Additionally, both sides seem to be trying to tie these situations into some kind of analogy to the situation in the recently decided Masterpiece Cakeshop case in which the Supreme Court decided in favor of a Colorado baker who had refused to bake a cake for a same-sex wedding reception, although in that case the Court based its decision on evidence of bias against the baker from the tribunal that had ruled against him below rather than making a broader statement on the line between religious liberty and the enforcement of anti-discrimination laws. Whichever side of the debate you fall on, though, the analogy with Masterpiece Baker fails because we are not dealing with a situation where the restaurants or the protesters may have violated an existing anti-discrimination law. In the case of Nielsen and Miller, while heckling people trying to eat dinner is rude, it’s not a situation in which the Constitution or any existing law I’m aware of would apply to. Additionally, with respect to the restaurant, Virginia is not among the handful of jurisdictions that have a law barring discrimination in public accommodations based on political beliefs. While I understand the desire to analogize these cases to Masterpiece Cakeshop, the situations are simply too different for the analogy to mean anything.
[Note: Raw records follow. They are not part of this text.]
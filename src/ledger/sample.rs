//! Demonstration records for seeding a fresh ledger.

use chrono::{DateTime, NaiveDate, TimeZone, Utc};

use crate::errors::LedgerError;

use super::category::Category;
use super::ledger::Ledger;
use super::transaction::{Transaction, TransactionId, TransactionKind, TransactionStatus};

struct SampleRow {
    id: u64,
    kind: TransactionKind,
    description: &'static str,
    amount: f64,
    category: Category,
    date: (u32, u32),
    status: TransactionStatus,
    due_date: Option<(u32, u32)>,
    created_at: (u32, u32, u32, u32),
}

const SAMPLE_YEAR: i32 = 2024;

const SAMPLE_ROWS: [SampleRow; 5] = [
    SampleRow {
        id: 1,
        kind: TransactionKind::Income,
        description: "Venta de servicios",
        amount: 5000.0,
        category: Category::Services,
        date: (6, 20),
        status: TransactionStatus::Paid,
        due_date: None,
        created_at: (6, 20, 10, 0),
    },
    SampleRow {
        id: 2,
        kind: TransactionKind::Expense,
        description: "Compra de equipos",
        amount: 1200.0,
        category: Category::Technology,
        date: (6, 21),
        status: TransactionStatus::Pending,
        due_date: Some((6, 30)),
        created_at: (6, 21, 14, 30),
    },
    SampleRow {
        id: 3,
        kind: TransactionKind::Expense,
        description: "Publicidad online",
        amount: 800.0,
        category: Category::Marketing,
        date: (6, 22),
        status: TransactionStatus::Paid,
        due_date: None,
        created_at: (6, 22, 9, 15),
    },
    SampleRow {
        id: 4,
        kind: TransactionKind::Income,
        description: "Consultoría",
        amount: 3000.0,
        category: Category::Services,
        date: (6, 23),
        status: TransactionStatus::Paid,
        due_date: None,
        created_at: (6, 23, 16, 45),
    },
    SampleRow {
        id: 5,
        kind: TransactionKind::Expense,
        description: "Arriendo oficina",
        amount: 2000.0,
        category: Category::Office,
        date: (6, 24),
        status: TransactionStatus::Pending,
        due_date: Some((7, 1)),
        created_at: (6, 24, 8, 0),
    },
];

/// Returns the demonstration transactions in insertion order.
pub fn transactions() -> Vec<Transaction> {
    SAMPLE_ROWS
        .iter()
        .filter_map(|row| {
            let txn = row.to_transaction();
            if txn.is_none() {
                tracing::warn!(id = row.id, "sample row has an invalid date, skipped");
            }
            txn
        })
        .collect()
}

/// Appends the demonstration transactions to `ledger`.
///
/// The rows carry fixed ids 1 through 5, so seeding a ledger that already holds one fails.
pub fn seed(ledger: &mut Ledger) -> Result<(), LedgerError> {
    let rows = transactions();
    if let Some(clash) = rows.iter().find(|txn| ledger.transaction(txn.id).is_some()) {
        return Err(LedgerError::DuplicateTransactionId(clash.id));
    }
    let count = rows.len();
    for txn in rows {
        ledger.append(txn)?;
    }
    tracing::info!(ledger = %ledger.name, count, "seeded sample transactions");
    Ok(())
}

impl SampleRow {
    fn to_transaction(&self) -> Option<Transaction> {
        Some(Transaction {
            id: TransactionId(self.id),
            kind: self.kind,
            description: self.description.to_string(),
            amount: self.amount,
            category: self.category,
            date: day(self.date)?,
            status: self.status,
            due_date: match self.due_date {
                Some(due) => Some(day(due)?),
                None => None,
            },
            created_at: instant(self.created_at)?,
        })
    }
}

fn day((month, day): (u32, u32)) -> Option<NaiveDate> {
    NaiveDate::from_ymd_opt(SAMPLE_YEAR, month, day)
}

fn instant((month, day, hour, minute): (u32, u32, u32, u32)) -> Option<DateTime<Utc>> {
    Utc.with_ymd_and_hms(SAMPLE_YEAR, month, day, hour, minute, 0)
        .single()
}
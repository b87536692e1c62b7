use expense_ledger::config::{Config, ConfigManager};
use tempfile::TempDir;

fn manager() -> (TempDir, ConfigManager) {
    let temp = TempDir::new().expect("create temp dir");
    let manager = ConfigManager::with_base_dir(temp.path());
    (temp, manager)
}

#[test]
fn saved_config_drives_ledger_creation() {
    let (_temp, manager) = manager();
    let config = Config {
        ledger_name: "Tienda".into(),
        recent_limit: 2,
        seed_sample_data: true,
        log_filter: None,
    };
    manager.save(&config).expect("save config");

    let loaded = manager.load().expect("load config");
    let ledger = loaded.open_ledger().expect("open ledger");
    assert_eq!(ledger.name, "Tienda");
    assert_eq!(ledger.len(), 5);
}

#[test]
fn empty_ledger_name_cannot_be_saved() {
    let (_temp, manager) = manager();
    let config = Config {
        ledger_name: "  ".into(),
        ..Config::default()
    };
    assert!(manager.save(&config).is_err());
    assert!(!manager.path().exists());
}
On a broader level, what happened to Sanders on Friday night strikes me as yet another example of how partisanship has taken over even the most mundane areas of our lives and is, slowly but surely, finding its way into areas where politics has been before. One of the best examples of that, of course, has been the ongoing controversy over N.F.L. players kneeling during the National Anthem, an issue that, of course, has been stoked by the President of the United States and which he apparently intends on raising during the upcoming midterm elections. Reports like this are just another indication that this politicization is carrying over into everyday life, which is usually where people go when they want to get away from politics. I suppose it’s inevitable that we’ve reached this point given the extent to which hyperpartisanship, the refusal to listen to each other, and the apparent inability of people on both sides of the political aisle to differentiate between fact and opinion.
Even if it’s inevitable, though, it’s not healthy, and it still seems like we’re at a point where we can pull ourselves back from the brink before we reach the point where literally everything has become political. If we want to, that is. I’m not saying that restaurant owners should be forced to serve everyone as long as they are complying with existing anti-discrimination laws, nor am I saying that people don’t have the First Amendment right to speak out against government officials they disagree with, I suppose I am arguing that, at least when it comes to political differences, there ought to be some line drawn between acceptable political opposition and behavior that is, at the very least, culturally unacceptable even if it is legal. Where that line gets drawn is a question is something we’re going to have to figure out, because if we don’t then everything will become political, and that won’t be a pleasant world for any of us.